Дрю свернул вправо, вылетая на обочину. Это случилось в один миг, но это был единственный способ спастись.

Из него получится хороший отец.

Я закрыла своё лицо руками. Украла ли я это у него?

Взять на заметку: тема «не чувствовать кое-что» не означает, что вы не чувствуете это. Быть бесстрастной и холодной не означает, что в вас нет горшочка полного эмоций, ожидающего, чтобы вскипеть. Это означает, что температура не поднималась достаточно высоко, а горшочек просто не был настолько наполнен. Это означает, что горшочек не достиг потенциала.

Но это произойдёт.

И ваше сердце будет биться так быстро и тяжело, что вы захотите умереть. Ваши глаза омоют слёзы, а ваше горло перекроется, словно был повернут клапан. Сожаление заполнит вас на клеточном уровне, до тех пор, пока кончики ваших пальцев не начнет покалывать от ненависти к себе самому.
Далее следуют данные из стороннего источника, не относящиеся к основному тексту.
//! The resolution engine.
//!
//! # Resolution order
//!
//! For a single artifact:
//!
//! 1. Cached result, if the name was resolved before.
//! 2. The primary relationship.
//! 3. Each fallback relationship, in registration order.
//! 4. [`ResolveError::NotFound`].
//!
//! Resource lists are not short-circuited: every relationship contributes,
//! in order, and the union is de-duplicated by identity.
//!
//! # Invariants
//!
//! - For one resolver and one name, relationship lookups run at most once
//!   per successful resolution, even under concurrent callers (see
//!   [`cache::ResolvedCache`]).
//! - Denylisted names never reach the relationship's provider.
//! - Resolution never mutates provider state; advisories are the only side
//!   effect.

use std::iter;
use std::slice;
use std::sync::Arc;

use indexmap::IndexSet;
use stratum_origin::Location;
use tracing::{debug, trace};

use crate::artifact::{Artifact, Namespace};
use crate::diagnostics::{Advisory, DiagnosticSink};
use crate::error::{ResolveError, Result};
use crate::provider::Provider;
use crate::relationship::Relationship;

mod builder;
mod cache;

pub use builder::ResolverBuilder;
use cache::ResolvedCache;

/// A layered resolver over a local source and ordered relationships.
///
/// Built once by [`ResolverBuilder`] and immutable afterwards. Safe to share
/// across threads; lookups are synchronous and may block inside providers.
pub struct Resolver {
	label: Box<str>,
	locations: Vec<Location>,
	local: Arc<dyn Provider>,
	primary: Relationship,
	fallbacks: Vec<Relationship>,
	resources_enabled: bool,
	sink: Arc<dyn DiagnosticSink>,
	cache: ResolvedCache,
}

impl Resolver {
	/// Starts a new builder.
	pub fn builder() -> ResolverBuilder {
		ResolverBuilder::new()
	}

	/// Resolves the artifact bound to `name`.
	///
	/// Successful results are memoized for the lifetime of the resolver;
	/// failures are not, so a later call retries.
	///
	/// # Errors
	///
	/// [`ResolveError::NotFound`] if no relationship supplies the name.
	pub fn resolve(&self, name: &str) -> Result<Artifact> {
		self.cache
			.get_or_resolve(name, || self.first_hit(name, Namespace::Artifact))
			.ok_or_else(|| {
				debug!(domain = "resolve", resolver = &*self.label, name, "artifact not found");
				ResolveError::NotFound { name: name.to_owned() }
			})
	}

	/// Resolves the first resource bound to `name`.
	///
	/// Uses the resource pattern sets and stops at the first relationship
	/// that supplies the name. Not memoized.
	///
	/// # Errors
	///
	/// [`ResolveError::UnsupportedOperation`] if resource support is
	/// disabled. A missing resource is `Ok(None)`.
	pub fn resolve_resource(&self, name: &str) -> Result<Option<Artifact>> {
		self.ensure_resources("resolve_resource")?;
		Ok(self.first_hit(name, Namespace::Resource))
	}

	/// Resolves every resource bound to `name`, across all relationships.
	///
	/// The result preserves relationship order (primary first) and, within a
	/// relationship, the order produced by its isolation level. Duplicates
	/// are dropped by identity, keeping the first occurrence.
	///
	/// # Errors
	///
	/// [`ResolveError::UnsupportedOperation`] if resource support is
	/// disabled. No matches is an empty list.
	pub fn resolve_all(&self, name: &str) -> Result<Vec<Artifact>> {
		self.ensure_resources("resolve_all")?;
		let mut all = IndexSet::new();
		for relationship in self.relationships() {
			all.extend(self.try_resolve_all(name, relationship));
		}
		Ok(all.into_iter().collect())
	}

	/// Returns the artifact already resolved for `name`, if any.
	pub fn cached(&self, name: &str) -> Option<Artifact> {
		self.cache.get(name)
	}

	/// The validated source locations of the local space.
	pub fn locations(&self) -> &[Location] {
		&self.locations
	}

	/// Whether resource lookups are enabled.
	pub fn supports_resources(&self) -> bool {
		self.resources_enabled
	}

	/// Primary relationship first, then fallbacks in registration order.
	pub fn relationships(&self) -> impl Iterator<Item = &Relationship> {
		iter::once(&self.primary).chain(&self.fallbacks)
	}

	fn ensure_resources(&self, operation: &'static str) -> Result<()> {
		if self.resources_enabled {
			Ok(())
		} else {
			Err(ResolveError::UnsupportedOperation { operation })
		}
	}

	fn first_hit(&self, name: &str, namespace: Namespace) -> Option<Artifact> {
		self.relationships()
			.find_map(|relationship| self.try_resolve(name, namespace, relationship))
	}

	/// Applies one relationship's policy to a single-valued lookup.
	fn try_resolve(&self, name: &str, namespace: Namespace, relationship: &Relationship) -> Option<Artifact> {
		let policy = relationship.policy(namespace);
		let provider = relationship.provider();

		let upstream = if policy.denied.matches(name) {
			trace!(domain = "resolve", provider = provider.label(), name, %namespace, "denylisted");
			None
		} else {
			provider.find(name, namespace)
		};

		if let Some(artifact) = &upstream {
			if namespace == Namespace::Artifact && artifact.is_exported() {
				trace!(domain = "resolve", provider = provider.label(), name, "exported");
				return upstream;
			}
			if policy.preferred.matches(name) {
				trace!(domain = "resolve", provider = provider.label(), name, %namespace, "preferred");
				return upstream;
			}
		}

		let local = self.local.find(name, namespace);
		let chosen = relationship.isolation().choose(upstream.clone(), local, |artifact| {
			self.advise(namespace, name, slice::from_ref(artifact));
		});

		if chosen.is_none() && upstream.is_some() && policy.allowed.matches(name) {
			debug!(domain = "resolve", provider = provider.label(), name, %namespace, "allowlisted past isolation");
			return upstream;
		}

		chosen
	}

	/// Applies one relationship's policy to a list-valued resource lookup.
	fn try_resolve_all(&self, name: &str, relationship: &Relationship) -> Vec<Artifact> {
		let policy = relationship.policy(Namespace::Resource);
		let provider = relationship.provider();

		let upstream = if policy.denied.matches(name) {
			trace!(domain = "resolve", provider = provider.label(), name, "resources denylisted");
			Vec::new()
		} else {
			provider.find_all(name)
		};

		let mut resources = IndexSet::new();
		if !upstream.is_empty() && policy.preferred.matches(name) {
			resources.extend(upstream.iter().cloned());
		}

		let local = self.local.find_all(name);
		resources.extend(relationship.isolation().choose_list(upstream.clone(), local, |hidden| {
			self.advise(Namespace::Resource, name, hidden);
		}));

		if policy.allowed.matches(name) {
			resources.extend(upstream);
		}

		resources.into_iter().collect()
	}

	fn advise(&self, namespace: Namespace, name: &str, artifacts: &[Artifact]) {
		self.sink.advisory(&Advisory {
			namespace,
			name: name.to_owned(),
			artifacts: artifacts.iter().map(|a| a.id().clone()).collect(),
		});
	}
}

/// A resolver can serve as another resolver's provider.
///
/// Since resolvers are immutable and a builder only accepts providers that
/// already exist, stacking them can never form a cycle.
impl Provider for Resolver {
	fn label(&self) -> &str {
		&self.label
	}

	fn find(&self, name: &str, namespace: Namespace) -> Option<Artifact> {
		match namespace {
			Namespace::Artifact => self.resolve(name).ok(),
			Namespace::Resource => self.resolve_resource(name).ok().flatten(),
		}
	}

	fn find_all(&self, name: &str) -> Vec<Artifact> {
		self.resolve_all(name).unwrap_or_default()
	}
}

impl std::fmt::Debug for Resolver {
	fn fmt(&self, f: &mut std::fmt::Formatter<'_>) -> std::fmt::Result {
		f.debug_struct("Resolver")
			.field("label", &self.label)
			.field("locations", &self.locations)
			.field("local", &self.local.label())
			.field("primary", &self.primary)
			.field("fallbacks", &self.fallbacks)
			.field("resources_enabled", &self.resources_enabled)
			.finish_non_exhaustive()
	}
}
— Прости меня, — сказала я.

Дрю припарковал автомобиль и заглушил его.

— Ты не заказывала дождь. Просто переждем минут десять.

— НЕТ! Прости меня, за то, что я исчезла. Прости, что не рассказала, что произошло. Прости, что оставила тебя там. Я сожалею обо всём.

— Марджи? Что случилось?

Дрю приобнял меня руками, но я яростно его оттолкнула. Однажды я сказала ему, что он будет сожалеть, что просто прикоснулся ко мне.

— Я была беременна.

Я могла видеть, как округлились его синие глаза, пока он смотрел на меня с удивлением: челюсть отпала, выражая таким образом опустошение. Было ли это удивлением? Была ли я неправа, полагая, что он уже всё знал? Или это было принятие желаемого за действительное? Я проглотила комок, разжала свои зубы, изучая проливной дождь, до того тех самых пор, пока не смогла вдохнуть достаточно, чтобы говорить.

— Я собиралась встретиться со Стрэтом и сделать аборт, поскольку не хотела, чтобы ты попытался отговорить меня от этого, и я была так чертовски зла на тебя. После того, как я позвонила, я пыталась добраться до вас. Я выбралась из окна моей спальни, но мои родители поймали меня в дороге и отослали прочь.

Он покачал головой, глаза суженные, как будто я только что сбросила бомбу на его мозг, и он пытался найти смысл в оставшихся кусках.

— Дальше выхода не было, — продолжила я. — Прямо в аэропорт Лос-Анджелеса. В *банный монастырь в Ирландии. Извини. Мне так жаль. Я должна была позвонить, когда вернулась. Но я была трахнута на всю голову, и я не могла с этим справиться.

Он достал белый носовой платок из своего кармана, я выхватила его, чтобы вытереть свои глаза. Это не помогло.

— Где… ребенок? — спросил он, обозначая огромную проблему.

— Усыновлен.

— Где?

— Иисус, Индиана! Откуда, бл*дь, я должна это знать?

Он посмотрел в окно со своей стороны, вероятно, так он избегал возможности смотреть на меня.

— Мои родители прибыли в Ирландию во время моего последнего триместра, чтобы организовать усыновление, так что, скорее всего, младенец там.

Забавно, что я всё ещё думала о нём как о младенце. Он или она уже должен быть в возрасте Джонатана. Дрю оглянулся на меня, всё ещё удивленный, продолжая держать дистанцию.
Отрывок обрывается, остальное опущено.